━━━ MATERIALS PROVIDED ━━━

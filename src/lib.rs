//! zboard: an in-memory MVCC store for z-ordered board widgets.
//!
//! Reads never block and never wait on writers; they observe one consistent
//! snapshot across the by-id lookup and the ordered-by-z scan. Writers
//! serialize through logical id/z/range locks and a transaction log whose
//! commit order is the serialization order. Obsolete versions are reclaimed
//! by [`BoardStore::vacuum`] without quiescing readers.

#![forbid(unsafe_code)]

pub mod config;
pub mod error;
pub mod model;
pub mod store;

pub use crate::config::Config;
pub use crate::error::{Result, StoreError};
pub use crate::model::{Serial, Tid, Widget, WidgetId};
pub use crate::store::{BoardStore, RangeByZ, VacuumScheduler, VacuumStats};
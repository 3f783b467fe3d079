use serde::{Deserialize, Serialize};

pub type WidgetId = i32;

/// Transaction id handed out when a write begins. Distinct from the commit
/// serial: a tid exists before its transaction reaches the log.
pub type Tid = i64;

/// Commit serial assigned by the transaction log. Serials are dense and
/// start at 0, so -1 reads as "log empty" / "cache unset".
pub type Serial = i64;

/// A widget on the board. `z` is the stack order; among all currently
/// visible widgets it is unique.
#[derive(Debug, Clone, Copy, PartialEq, Eq, Hash, Serialize, Deserialize)]
pub struct Widget {
    pub id: WidgetId,
    pub x: i32,
    pub y: i32,
    pub z: i32,
    pub width: i32,
    pub height: i32,
}
use std::sync::atomic::{AtomicU64, Ordering};

/// Ordered key for the z-index.
///
/// The index must transiently hold several versions with the same z (an
/// outgoing and an incoming version coexist between a shift and the next
/// vacuum), so the map key carries a process-wide sequence number as a
/// tiebreaker. Ordering is lexicographic on `(z, seq)`.
#[derive(Debug, Clone, Copy, PartialEq, Eq, PartialOrd, Ord, Hash)]
pub(crate) struct ZKey {
    z: i32,
    seq: u64,
}

impl ZKey {
    /// Smallest key for `z`; range scans start here.
    pub(crate) fn floor(z: i32) -> Self {
        Self { z, seq: 0 }
    }

    /// Largest key for `z`; bounds an equal-z probe.
    pub(crate) fn ceiling(z: i32) -> Self {
        Self { z, seq: u64::MAX }
    }
}

pub(crate) struct ZKeyFactory {
    seq: AtomicU64,
}

impl ZKeyFactory {
    pub(crate) fn new() -> Self {
        Self {
            seq: AtomicU64::new(0),
        }
    }

    pub(crate) fn fresh(&self, z: i32) -> ZKey {
        ZKey {
            z,
            seq: self.seq.fetch_add(1, Ordering::Relaxed),
        }
    }

    pub(crate) fn reset(&self) {
        self.seq.store(0, Ordering::Relaxed);
    }
}
use std::collections::HashMap;

use parking_lot::RwLock;

use crate::error::{Result, StoreError};
use crate::model::{Serial, Tid};

/// Append-only record of committed transactions.
///
/// Commit is the serialization point: a write becomes visible to readers the
/// instant its tid lands here, because readers resolve version visibility
/// through [`serial_for`](TransactionLog::serial_for). Serials are dense and
/// uniquely assigned, starting at 0.
pub(crate) struct TransactionLog {
    inner: RwLock<LogState>,
}

struct LogState {
    serials: HashMap<Tid, Serial>,
    next_serial: Serial,
}

impl TransactionLog {
    pub(crate) fn with_capacity(capacity: usize) -> Self {
        Self {
            inner: RwLock::new(LogState {
                serials: HashMap::with_capacity(capacity),
                next_serial: 0,
            }),
        }
    }

    /// Assigns the next commit serial to `tid`. A tid can commit once.
    pub(crate) fn commit(&self, tid: Tid) -> Result<Serial> {
        let mut state = self.inner.write();
        if state.serials.contains_key(&tid) {
            return Err(StoreError::Internal("transaction already committed"));
        }
        let serial = state.next_serial;
        state.serials.insert(tid, serial);
        state.next_serial += 1;
        Ok(serial)
    }

    /// Latest committed serial, or -1 when nothing has committed yet.
    pub(crate) fn latest_serial(&self) -> Serial {
        self.inner.read().next_serial - 1
    }

    pub(crate) fn serial_for(&self, tid: Tid) -> Option<Serial> {
        self.inner.read().serials.get(&tid).copied()
    }

    pub(crate) fn clear(&self) {
        let mut state = self.inner.write();
        state.serials.clear();
        state.next_serial = 0;
    }
}
use std::net::{TcpStream, ToSocketAddrs};
use std::time::Duration;

use stampr_config::network::NetworkConfig;

/// Synchronous "is the network usable right now" check. May block the
/// calling thread for the length of a probe.
pub trait ConnectivityGate: Send + Sync {
    fn is_available(&self) -> bool;
}

/// Reports available when a TCP connection to the probe address opens
/// within the timeout.
pub struct TcpProbeGate {
    addr: String,
    timeout: Duration,
}

impl TcpProbeGate {
    pub fn new(addr: String, timeout: Duration) -> Self {
        Self { addr, timeout }
    }

    pub fn from_config(config: &NetworkConfig) -> Self {
        Self::new(config.probe_addr.clone(), config.probe_timeout())
    }
}

impl ConnectivityGate for TcpProbeGate {
    fn is_available(&self) -> bool {
        let addrs = match self.addr.to_socket_addrs() {
            Ok(addrs) => addrs,
            Err(e) => {
                tracing::debug!("Connectivity probe could not resolve {}: {}", self.addr, e);
                return false;
            }
        };

        for addr in addrs {
            match TcpStream::connect_timeout(&addr, self.timeout) {
                Ok(_) => return true,
                Err(e) => tracing::debug!("Connectivity probe to {} failed: {}", addr, e),
            }
        }
        false
    }
}

/// Fixed answer. Used for offline backends and tests.
#[derive(Debug, Clone, Copy)]
pub struct StaticGate(pub bool);

impl ConnectivityGate for StaticGate {
    fn is_available(&self) -> bool {
        self.0
    }
}
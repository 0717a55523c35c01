use std::path::Path;

use stampr_config::Config;

/// Effective config: a JSON profile if one is given, the environment
/// otherwise, with the CLI margin override applied last.
pub fn load_config(path: Option<&Path>, bottom_margin: Option<u32>) -> anyhow::Result<Config> {
    let mut config = match path {
        Some(path) => Config::from_file(path)?,
        None => {
            tracing::debug!("No config profile given, reading environment");
            Config::new()
        }
    };

    if let Some(margin) = bottom_margin {
        tracing::info!("Bottom margin overridden to {}px", margin);
        config.crop = config.crop.with_bottom_margin(margin);
    }

    Ok(config)
}

pub fn render_config(config: &Config) -> anyhow::Result<String> {
    Ok(serde_json::to_string_pretty(config)?)
}
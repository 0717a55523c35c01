use std::str::FromStr;

use serde::{Deserialize, Serialize};
use uuid::Uuid;

/// Clamped sub-region of a source image, in pixels.
#[derive(Debug, Clone, Copy, PartialEq, Eq, Serialize, Deserialize)]
pub struct CropRect {
    pub left: u32,
    pub top: u32,
    pub width: u32,
    pub height: u32,
}

/// Why a recognition produced no text.
#[derive(Debug, Clone, PartialEq, Eq, Serialize, Deserialize)]
pub enum FailureReason {
    /// Backend reported a failure; carries its message.
    RecognitionFailed(String),
    ConnectivityUnavailable,
}

/// Outcome of a single recognition. Empty text is still a success.
#[derive(Debug, Clone, PartialEq, Eq, Serialize, Deserialize)]
pub enum RecognitionResult {
    Success(String),
    Failure(FailureReason),
}

impl RecognitionResult {
    pub fn is_success(&self) -> bool {
        matches!(self, RecognitionResult::Success(_))
    }

    /// Collapse into the callback contract's view: failures read as `""`.
    pub fn into_text_or_empty(self) -> String {
        match self {
            RecognitionResult::Success(text) => text,
            RecognitionResult::Failure(_) => String::new(),
        }
    }
}

/// Which delivery contract a caller asked for.
#[derive(Debug, Clone, Copy, PartialEq, Eq, Serialize, Deserialize)]
#[serde(rename_all = "lowercase")]
pub enum DeliveryMode {
    Callback,
    Observable,
    Both,
}

impl FromStr for DeliveryMode {
    type Err = String;

    fn from_str(s: &str) -> Result<Self, Self::Err> {
        match s.to_ascii_lowercase().as_str() {
            "callback" => Ok(Self::Callback),
            "observable" => Ok(Self::Observable),
            "both" => Ok(Self::Both),
            other => Err(format!("unknown delivery mode '{other}'")),
        }
    }
}

impl DeliveryMode {
    pub fn uses_callback(self) -> bool {
        matches!(self, Self::Callback | Self::Both)
    }

    pub fn uses_observable(self) -> bool {
        matches!(self, Self::Observable | Self::Both)
    }
}

#[derive(Debug, Clone)]
pub enum AppEvent {
    /// Callback contract completed.
    CallbackText { invocation: Uuid, text: String },
    /// Observable contract text stream fired.
    ObservedText { invocation: Uuid, text: String },
    /// Observable contract error stream fired.
    ObservedError { invocation: Uuid, reason: String },
    /// An observable invocation closed both streams without an event.
    StreamsClosed { invocation: Uuid },
}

━━━

→ **INSTRUCTIONS TO FOLLOW**
Take from the material above the lines running from the one with "transaction log whose" through the one with "pub mod store;", and repeat them exactly, with nothing else.

→ **SOLUTION**
//! serialize through logical id/z/range locks and a transaction log whose
//! commit order is the serialization order. Obsolete versions are reclaimed
//! by [`BoardStore::vacuum`] without quiescing readers.

#![forbid(unsafe_code)]

pub mod config;
pub mod error;
pub mod model;
pub mod store;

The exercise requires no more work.